(Saved entries)
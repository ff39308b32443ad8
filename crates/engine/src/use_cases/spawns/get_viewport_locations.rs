//! Viewport query use case.
//!
//! Resolves the cells covering a map rectangle, fetches them concurrently and
//! returns the union of their spawn locations together with any cells that
//! could not be loaded.

use std::collections::HashSet;
use std::sync::Arc;

use futures_util::future::join_all;
use serde::Serialize;
use zoinkies_domain::{CellId, DomainError, LatLng, LocationCriteria, SpatialIndex, SpawnLocation};

use crate::stores::{WorldError, WorldState};

/// A cell whose locations could not be loaded.
#[derive(Debug, Clone, PartialEq, Eq, Serialize)]
#[serde(rename_all = "camelCase")]
pub struct CellFailure {
    pub cell: String,
    pub message: String,
}

impl CellFailure {
    fn new(cell: CellId, error: &WorldError) -> Self {
        Self {
            cell: cell.token(),
            message: error.to_string(),
        }
    }
}

#[derive(Debug, Clone, Default)]
pub struct ViewportLocations {
    pub locations: Vec<SpawnLocation>,
    pub failures: Vec<CellFailure>,
}

/// Get viewport locations use case.
pub struct GetViewportLocations {
    world: Arc<WorldState>,
    index: SpatialIndex,
    default_criteria: LocationCriteria,
}

impl GetViewportLocations {
    pub fn new(world: Arc<WorldState>, index: SpatialIndex, default_criteria: LocationCriteria) -> Self {
        Self {
            world,
            index,
            default_criteria,
        }
    }

    /// Execute the viewport query.
    ///
    /// # Arguments
    /// * `low` - South-west corner
    /// * `high` - North-east corner
    /// * `criteria` - Provider criteria, the configured default when `None`
    ///
    /// # Returns
    /// * `Ok(ViewportLocations)` - Locations of every cell that loaded, plus per-cell failures
    /// * `Err(ViewportError)` - The rectangle is invalid or no cell could be loaded
    pub async fn execute(
        &self,
        low: LatLng,
        high: LatLng,
        criteria: Option<LocationCriteria>,
    ) -> Result<ViewportLocations, ViewportError> {
        let cells = self.index.covering_cells(low, high)?;
        let criteria = criteria.unwrap_or_else(|| self.default_criteria.clone());

        let fetches = cells.iter().map(|&cell| {
            let criteria = &criteria;
            async move { (cell, self.world.get_or_fetch(cell, criteria).await) }
        });
        let results = join_all(fetches).await;

        let mut seen = HashSet::new();
        let mut viewport = ViewportLocations::default();
        for (cell, result) in results {
            match result {
                Ok(locations) => viewport.locations.extend(
                    locations
                        .into_iter()
                        .filter(|location| seen.insert(location.id().clone())),
                ),
                Err(e) => viewport.failures.push(CellFailure::new(cell, &e)),
            }
        }

        if !viewport.failures.is_empty() && viewport.failures.len() == cells.len() {
            tracing::warn!(cells = cells.len(), "Every cell in viewport failed to load");
            return Err(ViewportError::Unavailable(viewport.failures));
        }

        tracing::debug!(
            cells = cells.len(),
            locations = viewport.locations.len(),
            failures = viewport.failures.len(),
            "Viewport resolved"
        );
        Ok(viewport)
    }
}

#[derive(Debug, thiserror::Error)]
pub enum ViewportError {
    #[error("Invalid region: {0}")]
    InvalidRegion(String),
    #[error("Provider unavailable for all {} cells", .0.len())]
    Unavailable(Vec<CellFailure>),
}

impl From<DomainError> for ViewportError {
    fn from(e: DomainError) -> Self {
        Self::InvalidRegion(e.to_string())
    }
}
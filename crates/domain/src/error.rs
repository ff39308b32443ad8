//! Unified error types for the domain layer
//!
//! Provides a common error type for value-object validation and spawn-location
//! state transitions, so the engine can map failures without resorting to
//! String or anyhow.

use thiserror::Error;

/// Unified error type for domain operations
#[derive(Debug, Error, Clone, PartialEq, Eq)]
pub enum DomainError {
    /// Validation failed (e.g., invalid field values)
    #[error("Validation failed: {0}")]
    Validation(String),

    /// Query rectangle is malformed or too large
    #[error("Invalid region: {0}")]
    InvalidRegion(String),

    /// Spawn location is not in a claimable state
    #[error("Location {id} is already claimed")]
    AlreadyClaimed { id: String },

    /// State transition not allowed
    #[error("Invalid state transition: {0}")]
    InvalidStateTransition(String),

    /// Cooldown must not be negative
    #[error("Invalid cooldown: {0}")]
    InvalidCooldown(String),
}

impl DomainError {
    /// Creates a validation error for business rule violations.
    ///
    /// Use this when a value object cannot be constructed:
    /// - Coordinates outside the valid range
    /// - Empty provider identifiers
    /// - Malformed cell tokens
    pub fn validation(msg: impl Into<String>) -> Self {
        Self::Validation(msg.into())
    }

    /// Create an invalid region error
    pub fn invalid_region(msg: impl Into<String>) -> Self {
        Self::InvalidRegion(msg.into())
    }

    /// Create an already claimed error
    pub fn already_claimed(id: impl Into<String>) -> Self {
        Self::AlreadyClaimed { id: id.into() }
    }

    /// Create an invalid state transition error
    pub fn invalid_state_transition(msg: impl Into<String>) -> Self {
        Self::InvalidStateTransition(msg.into())
    }

    /// Create an invalid cooldown error
    pub fn invalid_cooldown(msg: impl Into<String>) -> Self {
        Self::InvalidCooldown(msg.into())
    }
}
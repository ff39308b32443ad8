//! Geographic value objects: validated coordinates and rectangles.

use std::fmt;

use serde::{Deserialize, Serialize};

use crate::error::DomainError;

/// Mean Earth radius used for haversine distances.
pub const EARTH_RADIUS_METERS: f64 = 6_371_008.8;

/// A validated latitude/longitude pair in degrees.
#[derive(Debug, Clone, Copy, PartialEq, Serialize, Deserialize)]
#[serde(try_from = "LatLngRepr")]
pub struct LatLng {
    latitude: f64,
    longitude: f64,
}

impl LatLng {
    /// Create a new coordinate.
    ///
    /// # Errors
    ///
    /// Returns `DomainError::Validation` if either component is not finite,
    /// the latitude is outside [-90, 90] or the longitude outside [-180, 180].
    pub fn new(latitude: f64, longitude: f64) -> Result<Self, DomainError> {
        if !latitude.is_finite() || !longitude.is_finite() {
            return Err(DomainError::validation("Coordinates must be finite"));
        }
        if !(-90.0..=90.0).contains(&latitude) {
            return Err(DomainError::validation(format!(
                "Latitude {} is outside [-90, 90]",
                latitude
            )));
        }
        if !(-180.0..=180.0).contains(&longitude) {
            return Err(DomainError::validation(format!(
                "Longitude {} is outside [-180, 180]",
                longitude
            )));
        }
        Ok(Self {
            latitude,
            longitude,
        })
    }

    /// Build a coordinate already known to be in range.
    pub(crate) fn from_trusted(latitude: f64, longitude: f64) -> Self {
        Self {
            latitude,
            longitude,
        }
    }

    pub fn latitude(&self) -> f64 {
        self.latitude
    }

    pub fn longitude(&self) -> f64 {
        self.longitude
    }

    /// Great-circle distance in meters.
    pub fn distance_meters(&self, other: &LatLng) -> f64 {
        let lat1 = self.latitude.to_radians();
        let lat2 = other.latitude.to_radians();
        let d_lat = lat2 - lat1;
        let d_lng = (other.longitude - self.longitude).to_radians();

        let a = (d_lat / 2.0).sin().powi(2) + lat1.cos() * lat2.cos() * (d_lng / 2.0).sin().powi(2);
        2.0 * EARTH_RADIUS_METERS * a.sqrt().atan2((1.0 - a).sqrt())
    }
}

#[derive(Deserialize)]
struct LatLngRepr {
    latitude: f64,
    longitude: f64,
}

impl TryFrom<LatLngRepr> for LatLng {
    type Error = DomainError;

    fn try_from(repr: LatLngRepr) -> Result<Self, Self::Error> {
        Self::new(repr.latitude, repr.longitude)
    }
}

impl fmt::Display for LatLng {
    fn fmt(&self, f: &mut fmt::Formatter<'_>) -> fmt::Result {
        write!(f, "({:.7}, {:.7})", self.latitude, self.longitude)
    }
}

/// An axis-aligned latitude/longitude rectangle.
///
/// `low` is the southwest corner and is always strictly southwest of `high`.
/// Rectangles crossing the antimeridian are not representable.
#[derive(Debug, Clone, Copy, PartialEq, Serialize)]
pub struct LatLngRect {
    low: LatLng,
    high: LatLng,
}

impl LatLngRect {
    /// Create a rectangle from its southwest and northeast corners.
    ///
    /// # Errors
    ///
    /// Returns `DomainError::InvalidRegion` unless `low` is strictly south
    /// and strictly west of `high`.
    pub fn new(low: LatLng, high: LatLng) -> Result<Self, DomainError> {
        if low.latitude >= high.latitude || low.longitude >= high.longitude {
            return Err(DomainError::invalid_region(format!(
                "low corner {} must be strictly southwest of high corner {}",
                low, high
            )));
        }
        Ok(Self { low, high })
    }

    /// Build a rectangle from raw degrees, reporting every failure as an
    /// invalid region.
    pub fn from_degrees(
        low_lat: f64,
        low_lng: f64,
        high_lat: f64,
        high_lng: f64,
    ) -> Result<Self, DomainError> {
        let low = LatLng::new(low_lat, low_lng).map_err(as_invalid_region)?;
        let high = LatLng::new(high_lat, high_lng).map_err(as_invalid_region)?;
        Self::new(low, high)
    }

    /// Build a rectangle whose corners are already known to be ordered.
    pub(crate) fn from_trusted(low: LatLng, high: LatLng) -> Self {
        Self { low, high }
    }

    pub fn low(&self) -> LatLng {
        self.low
    }

    pub fn high(&self) -> LatLng {
        self.high
    }

    pub fn center(&self) -> LatLng {
        LatLng {
            latitude: (self.low.latitude + self.high.latitude) / 2.0,
            longitude: (self.low.longitude + self.high.longitude) / 2.0,
        }
    }

    /// Closed containment test.
    pub fn contains(&self, point: &LatLng) -> bool {
        (self.low.latitude..=self.high.latitude).contains(&point.latitude)
            && (self.low.longitude..=self.high.longitude).contains(&point.longitude)
    }

    /// Distance from the centre to a corner, in meters.
    pub fn half_diagonal_meters(&self) -> f64 {
        self.center().distance_meters(&self.high)
    }
}

fn as_invalid_region(err: DomainError) -> DomainError {
    match err {
        DomainError::Validation(msg) => DomainError::InvalidRegion(msg),
        other => other,
    }
}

• _What is needed_:
Among the lines above, please find those with "other" and copy them.

• _Solution to this exercise_:
    pub fn distance_meters(&self, other: &LatLng) -> f64 {
        let lat2 = other.latitude.to_radians();
        let d_lng = (other.longitude - self.longitude).to_radians();
        other => other,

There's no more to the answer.